古くならず、時代に合わせて進化するコンテンツに

──虚構新聞自体のテイストは時代に合わせて変わっていっているんですか?

「そうですね。基本的には変えていないのですが、だんだんとブラックユーモアは少なくしています

──書籍化された『虚構新聞 全国版』で下のほうに「訃報」の欄があったりしましたよね。めっちゃ笑いました。ドラゴンボールのヤムチャが亡くなっていたりして(笑)。

「そうですね。訃報は実際の新聞に寄せてつくったパーツで、個人的にも考えていて好きだったんですが、最近はたとえネタでも“人が亡くなる話”自体がネガティブに受け取られて、あまり楽しまれないんじゃないかなと

──ファンとしては変わらずやってほしいところもあります(笑)。

「いや、それだと老害化しちゃうと思うんですよね。昔から読んでくださる同世代は楽しんでくれるでしょうけど、自分より若い世代の価値観とはどんどん離れていってしまう。

 さっきのヤムチャの訃報も世代的には受けるんでしょうけど、リアルタイムでドラゴンボールを知らない若い世代は、そこに“加齢臭”をかぎとってしまうかもしれない。長く愛していただくためにも、時代に合わせて求められていることは見定めています」

──なるほど。前編で「共感されるコンテンツづくり」のお話がありましたが、常に読者を意識してつくっているのを感じます。その姿勢こそが長く愛される根本的な要因というか、とても素敵だなぁ、と。

「そうですね。始めた当初から“読者とのキャッチボールが大事”という考え方は変わっていません。特に虚構新聞は基本ボケっぱなしで、読者の方にツッコんでもらって、初めて笑いになると思うので(笑)

──そうですよね。私自身、友達と爆笑しながら「いや何言ってんねん」「そんなわけないやん」と連発していた記憶があります。

「いまでも高校生の方から、メールで感想をもらうことがあるんですが、その返信で“大丈夫?  記事から加齢臭してない?”って聞くんですよ。幸い、まだ若い子の感覚についていけてるようで安心しました(笑)。

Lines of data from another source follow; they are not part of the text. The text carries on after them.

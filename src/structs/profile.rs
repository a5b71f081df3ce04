use serde::{Deserialize, Serialize};

/// A named bundle of device-configuration attributes presented at checkin.
///
/// Every attribute here maps to a field the checkin schema requires. All of
/// them must be sent, even when the value is the documented default; leaving
/// one out changes what the backend offers the device.
#[derive(Debug, Clone, Serialize, Deserialize)]
pub struct HardwareProfile {
    pub name: String,
    pub touch_screen: u64,
    pub keyboard: u64,
    pub navigation: u64,
    pub screen_layout: u64,
    pub has_hard_keyboard: bool,
    pub has_five_way_navigation: bool,
    pub screen_density: u64,
    pub gles_version: u64,
    pub system_shared_library: String,
    pub gl_extension: String,
    /// Supported native ABIs, most preferred first.
    pub native_platforms: Vec<String>,
    /// `android.hardware.*` and vendor feature strings.
    pub device_features: Vec<String>,
}

/// Ordered set of hardware profiles, selected by integer index.
///
/// The default registry carries one profile per ABI: 0 = x86,
/// 1 = armeabi-v7a, 2 = arm64-v8a.
#[derive(Debug, Clone)]
pub struct ProfileRegistry {
    profiles: Vec<HardwareProfile>,
}

impl ProfileRegistry {
    pub fn get(&self, index: usize) -> Option<&HardwareProfile> {
        self.profiles.get(index)
    }

    pub fn iter(&self) -> impl Iterator<Item = &HardwareProfile> {
        self.profiles.iter()
    }

    pub fn len(&self) -> usize {
        self.profiles.len()
    }

    pub fn is_empty(&self) -> bool {
        self.profiles.is_empty()
    }
}

impl Default for ProfileRegistry {
    fn default() -> Self {
        let profiles = ["x86", "armeabi-v7a", "arm64-v8a"]
            .into_iter()
            .map(phone)
            .collect();
        Self { profiles }
    }
}

// Attribute values known to pass checkin for a generic phone. Each feature is
// required by at least one widely installed app; dropping one hides that app
// from the device.
fn phone(abi: &str) -> HardwareProfile {
    HardwareProfile {
        name: abi.to_string(),
        // com.valvesoftware.android.steam.community
        touch_screen: 3,
        keyboard: 0,
        navigation: 0,
        screen_layout: 0,
        has_hard_keyboard: false,
        has_five_way_navigation: false,
        screen_density: 0,
        // com.axis.drawingdesk.v3
        gles_version: 0x0003_0001,
        // com.miui.weather2
        system_shared_library: "global-miui11-empty.jar".to_string(),
        // com.instagram.android
        gl_extension: "GL_OES_compressed_ETC1_RGB8_texture".to_string(),
        native_platforms: vec![abi.to_string()],
        device_features: [
            // com.google.android.GoogleCamera
            "android.hardware.camera.level.full",
            "com.google.android.feature.GOOGLE_EXPERIENCE",
            // com.google.android.apps.walletnfcrel
            "android.software.device_admin",
            // com.google.android.youtube
            "android.hardware.touchscreen",
            "android.hardware.wifi",
            // com.pinterest
            "android.hardware.camera",
            "android.hardware.location",
            "android.hardware.screen.portrait",
            // com.smarty.voomvoom
            "android.hardware.location.gps",
            "android.hardware.sensor.accelerometer",
            // com.tgc.sky.android
            "android.hardware.touchscreen.multitouch",
            "android.hardware.touchscreen.multitouch.distinct",
            "android.hardware.vulkan.level",
            "android.hardware.vulkan.version",
            // org.videolan.vlc
            "android.hardware.screen.landscape",
            // com.vimeo.android.videoapp
            "android.hardware.microphone",
            // com.xiaomi.smarthome
            "android.hardware.bluetooth",
            "android.hardware.bluetooth_le",
            "android.hardware.camera.autofocus",
            "android.hardware.usb.host",
            // org.thoughtcrime.securesms
            "android.hardware.telephony",
            // se.pax.calima
            "android.hardware.location.network",
        ]
        .into_iter()
        .map(str::to_string)
        .collect(),
    }
}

 19年前から今まで“読者の方に笑ってほしい”と思いながら記事をつくってきました。今後もマイペースに更新していきますので、ツッコミながら気軽に楽しんでほしいですね」

ニュースを軽やかに笑いに変える虚構の力

 受験勉強中の高校3年生のとき、虚構新聞を初めて読んだ。「円周率ついに割り切れる」という記事で、当時「え、マジで? 3.14はどうすんのコレ」と衝撃を受けたが、すぐにフィクションと知って爆笑したのを覚えている。

 それからシャーペンはマウスに、筆算は右クリックに。友人宅で虚構新聞を読みふけるようになり、がっつり志望校に落ちた。しかし引き換えに暗いニュースも明るく笑い飛ばす楽観的な力を得た

 政治への不満も、社会への違和感も、虚構新聞の前ではすべて"フリ"だ。記事で高度なボケに昇華してくれて、読者のわれわれが「いや、ありそうやけど!」と笑いながらツッコむ。その、たった5分でもうイライラは消えてなくなる。

 UKさん自身「存在意義がわからないと言われると反論できない」とおっしゃっていたが、きっと虚構新聞に存在意義なんて必要ない。何でもかんでも存在意義が必要なユーモアのない社会はどうにも生きにくいに違いない。虚構新聞のような重いニュースを軽やかな笑いに変えるコンテンツが更新され続ける限り、世の中はきっと平和なのである。